§ **RAW DATA**:
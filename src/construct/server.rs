// Copyright (c) 2025 - MV Consulting
//! VSCodeServer construct façade
//!
//! One façade per deployment. The configuration is resolved and validated
//! when the façade is created; outputs become readable once an engine has
//! materialized it.

use chrono::Utc;
use std::any::Any;
use std::fmt;
use tracing::{info, warn};
use uuid::Uuid;

use crate::config::{resolve, PasswordSource, ResolvedServerConfig, VSCodeServerProps};
use crate::construct::engine::{ConstructionEngine, ConstructionRequest, MaterializedOutputs};
use crate::errors::{ConstructError, ConstructResult};
use crate::registry::{self, VSCODE_SERVER_FQN};
use crate::state_machine::{
    ConstructCommand, ConstructPhase, StateMachine, StateMachineWithHistory, Transition,
};

/// Position of a construct inside its stack
#[derive(Debug, Clone, PartialEq, Eq, Hash)]
pub struct ConstructNode {
    stack_name: String,
    id: String,
}

impl ConstructNode {
    fn new(stack_name: &str, id: &str) -> ConstructResult<Self> {
        for (field, value) in [("stackName", stack_name), ("id", id)] {
            if value.is_empty() || value.contains('/') {
                return Err(ConstructError::invalid_option(
                    field,
                    value,
                    "must be non-empty and must not contain '/'",
                ));
            }
        }
        Ok(Self {
            stack_name: stack_name.to_string(),
            id: id.to_string(),
        })
    }

    pub fn stack_name(&self) -> &str {
        &self.stack_name
    }

    pub fn id(&self) -> &str {
        &self.id
    }

    /// `<stack>/<id>`
    pub fn path(&self) -> String {
        format!("{}/{}", self.stack_name, self.id)
    }
}

/// Handle over one VS Code server deployment
pub struct VSCodeServer {
    node: ConstructNode,
    instance_id: Uuid,
    config: ResolvedServerConfig,
    lifecycle: StateMachineWithHistory<ConstructPhase>,
    outputs: Option<MaterializedOutputs>,
}

impl VSCodeServer {
    /// Resolve `props` and create an unconstructed façade
    ///
    /// Registers the construct types on first use. Fails with the first
    /// validation error of the property bag; nothing is handed to an engine
    /// until the configuration is fully valid.
    pub fn new(stack_name: &str, id: &str, props: &VSCodeServerProps) -> ConstructResult<Self> {
        registry::initialize();
        registry::require(VSCODE_SERVER_FQN);

        let node = ConstructNode::new(stack_name, id)?;
        let config = resolve(props)?;

        Ok(Self {
            node,
            instance_id: Uuid::now_v7(),
            config,
            lifecycle: StateMachineWithHistory::new(ConstructPhase::default()),
            outputs: None,
        })
    }

    /// Materialize the construct through `engine`
    ///
    /// A façade is constructed at most once. When the engine fails the
    /// façade stays unconstructed.
    pub async fn construct<E>(&mut self, engine: &E) -> ConstructResult<()>
    where
        E: ConstructionEngine + ?Sized,
    {
        let phase = *self.lifecycle.current_state();
        if !phase.can_transition(&ConstructCommand::Materialize) {
            return Err(ConstructError::PreconditionViolation {
                operation: "construct".to_string(),
                required: ConstructPhase::Unconstructed.to_string(),
                actual: phase.to_string(),
            });
        }

        let request = ConstructionRequest {
            fqn: VSCODE_SERVER_FQN,
            stack_name: self.node.stack_name.clone(),
            construct_id: self.node.id.clone(),
            config: self.config.clone(),
        };

        let outputs = engine.materialize(&request).await.map_err(|e| {
            warn!(construct = %self.node.path(), engine = engine.name(), error = %e, "Materialization failed");
            e
        })?;
        self.check_outputs(&outputs)?;

        self.lifecycle
            .transition_with_history(ConstructCommand::Materialize, Utc::now())
            .map_err(|e| ConstructError::Engine(e.to_string()))?;
        self.outputs = Some(outputs);

        info!(
            construct = %self.node.path(),
            instance = %self.instance_id,
            engine = engine.name(),
            "VSCodeServer constructed"
        );
        Ok(())
    }

    fn check_outputs(&self, outputs: &MaterializedOutputs) -> ConstructResult<()> {
        if self.config.domain().is_none() && outputs.default_domain_name.is_empty() {
            return Err(ConstructError::Engine(
                "engine did not assign a domain name".to_string(),
            ));
        }
        if self.config.password().is_generated()
            && outputs
                .generated_password
                .as_deref()
                .map_or(true, str::is_empty)
        {
            return Err(ConstructError::Engine(
                "engine did not generate a password".to_string(),
            ));
        }
        if self.config.auto_stop().is_some() && outputs.status_api_url.is_none() {
            return Err(ConstructError::Engine(
                "engine did not report a status API endpoint".to_string(),
            ));
        }
        Ok(())
    }

    fn materialized(&self, operation: &str) -> ConstructResult<&MaterializedOutputs> {
        self.outputs
            .as_ref()
            .ok_or_else(|| ConstructError::PreconditionViolation {
                operation: operation.to_string(),
                required: ConstructPhase::Constructed.to_string(),
                actual: self.phase().to_string(),
            })
    }

    /// Custom domain when configured, else the engine-assigned domain
    pub fn domain_name(&self) -> ConstructResult<String> {
        let outputs = self.materialized("domainName")?;
        Ok(match self.config.domain() {
            Some(domain) => domain.domain_name.to_string(),
            None => outputs.default_domain_name.clone(),
        })
    }

    /// Login URL opening the home folder
    pub fn url(&self) -> ConstructResult<String> {
        let domain = self.domain_name()?;
        Ok(format!(
            "https://{}/?folder={}",
            domain,
            self.config.home_folder()
        ))
    }

    /// Effective login password, explicit or generated
    pub fn password(&self) -> ConstructResult<String> {
        let outputs = self.materialized("password")?;
        match self.config.password() {
            PasswordSource::Explicit(password) => Ok(password.clone()),
            PasswordSource::Generate => outputs
                .generated_password
                .clone()
                .ok_or_else(|| ConstructError::Engine("generated password missing".to_string())),
        }
    }

    /// Status API endpoint, `None` when auto-stop is disabled
    pub fn status_api_url(&self) -> ConstructResult<Option<String>> {
        Ok(self.materialized("statusApiUrl")?.status_api_url.clone())
    }

    pub fn node(&self) -> &ConstructNode {
        &self.node
    }

    pub fn config(&self) -> &ResolvedServerConfig {
        &self.config
    }

    pub fn phase(&self) -> ConstructPhase {
        *self.lifecycle.current_state()
    }

    pub fn is_constructed(&self) -> bool {
        self.phase().is_terminal()
    }

    pub fn history(&self) -> &[Transition<ConstructPhase, ConstructCommand>] {
        self.lifecycle.history()
    }

    pub fn instance_id(&self) -> Uuid {
        self.instance_id
    }

    /// Whether `value` is a VSCodeServer façade
    pub fn is_construct(value: &dyn Any) -> bool {
        value.is::<VSCodeServer>()
    }
}

impl fmt::Display for VSCodeServer {
    fn fmt(&self, f: &mut fmt::Formatter<'_>) -> fmt::Result {
        write!(f, "VSCodeServer({}, {})", self.node.path(), self.instance_id)
    }
}

impl fmt::Debug for VSCodeServer {
    fn fmt(&self, f: &mut fmt::Formatter<'_>) -> fmt::Result {
        f.debug_struct("VSCodeServer")
            .field("node", &self.node)
            .field("instance_id", &self.instance_id)
            .field("phase", &self.phase())
            .field("config", &self.config)
            .field("outputs", &self.outputs)
            .finish()
    }
}

#[cfg(test)]
mod tests {
    use super::*;
    use async_trait::async_trait;

    struct FixedEngine;

    #[async_trait]
    impl ConstructionEngine for FixedEngine {
        fn name(&self) -> &str {
            "fixed"
        }

        async fn materialize(
            &self,
            _request: &ConstructionRequest,
        ) -> ConstructResult<MaterializedOutputs> {
            Ok(MaterializedOutputs {
                default_domain_name: "d111111abcdef8.cloudfront.net".to_string(),
                generated_password: Some("generated-secret".to_string()),
                status_api_url: None,
            })
        }
    }

    #[test]
    fn test_outputs_require_construction() {
        let server = VSCodeServer::new("stack", "vscode", &VSCodeServerProps::default()).unwrap();

        assert_eq!(server.phase(), ConstructPhase::Unconstructed);
        assert!(matches!(
            server.domain_name(),
            Err(ConstructError::PreconditionViolation { .. })
        ));
        assert!(matches!(
            server.password(),
            Err(ConstructError::PreconditionViolation { .. })
        ));
    }

    #[tokio::test]
    async fn test_construct_once() {
        let mut server =
            VSCodeServer::new("stack", "vscode", &VSCodeServerProps::default()).unwrap();
        server.construct(&FixedEngine).await.unwrap();

        assert!(server.is_constructed());
        assert_eq!(server.domain_name().unwrap(), "d111111abcdef8.cloudfront.net");
        assert_eq!(server.password().unwrap(), "generated-secret");
        assert_eq!(server.history().len(), 1);

        let err = server.construct(&FixedEngine).await.unwrap_err();
        assert_eq!(
            err,
            ConstructError::PreconditionViolation {
                operation: "construct".into(),
                required: "unconstructed".into(),
                actual: "constructed".into(),
            }
        );
    }

    #[test]
    fn test_display_and_debug() {
        let props = VSCodeServerProps {
            vscode_password: Some("hunter2".into()),
            ..Default::default()
        };
        let a = VSCodeServer::new("stack", "vscode", &props).unwrap();
        let b = VSCodeServer::new("stack", "vscode", &props).unwrap();

        assert!(a.to_string().starts_with("VSCodeServer(stack/vscode, "));
        assert_ne!(a.to_string(), b.to_string());
        assert!(!format!("{a:?}").contains("hunter2"));
    }

    #[test]
    fn test_is_construct() {
        let server = VSCodeServer::new("stack", "vscode", &VSCodeServerProps::default()).unwrap();
        assert!(VSCodeServer::is_construct(&server));
        assert!(!VSCodeServer::is_construct(&"stack/vscode"));
    }

    #[test]
    fn test_invalid_node_id() {
        let err = VSCodeServer::new("stack", "a/b", &VSCodeServerProps::default()).unwrap_err();
        assert_eq!(err.fields(), vec!["id"]);
    }
}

§ **EXERCISE DETAILS**: Only lines with the word "warn" count here; copy every one from the records.

§ **EXPECTED OUTPUT**:
use tracing::{info, warn};
            warn!(construct = %self.node.path(), engine = engine.name(), error = %e, "Materialization failed");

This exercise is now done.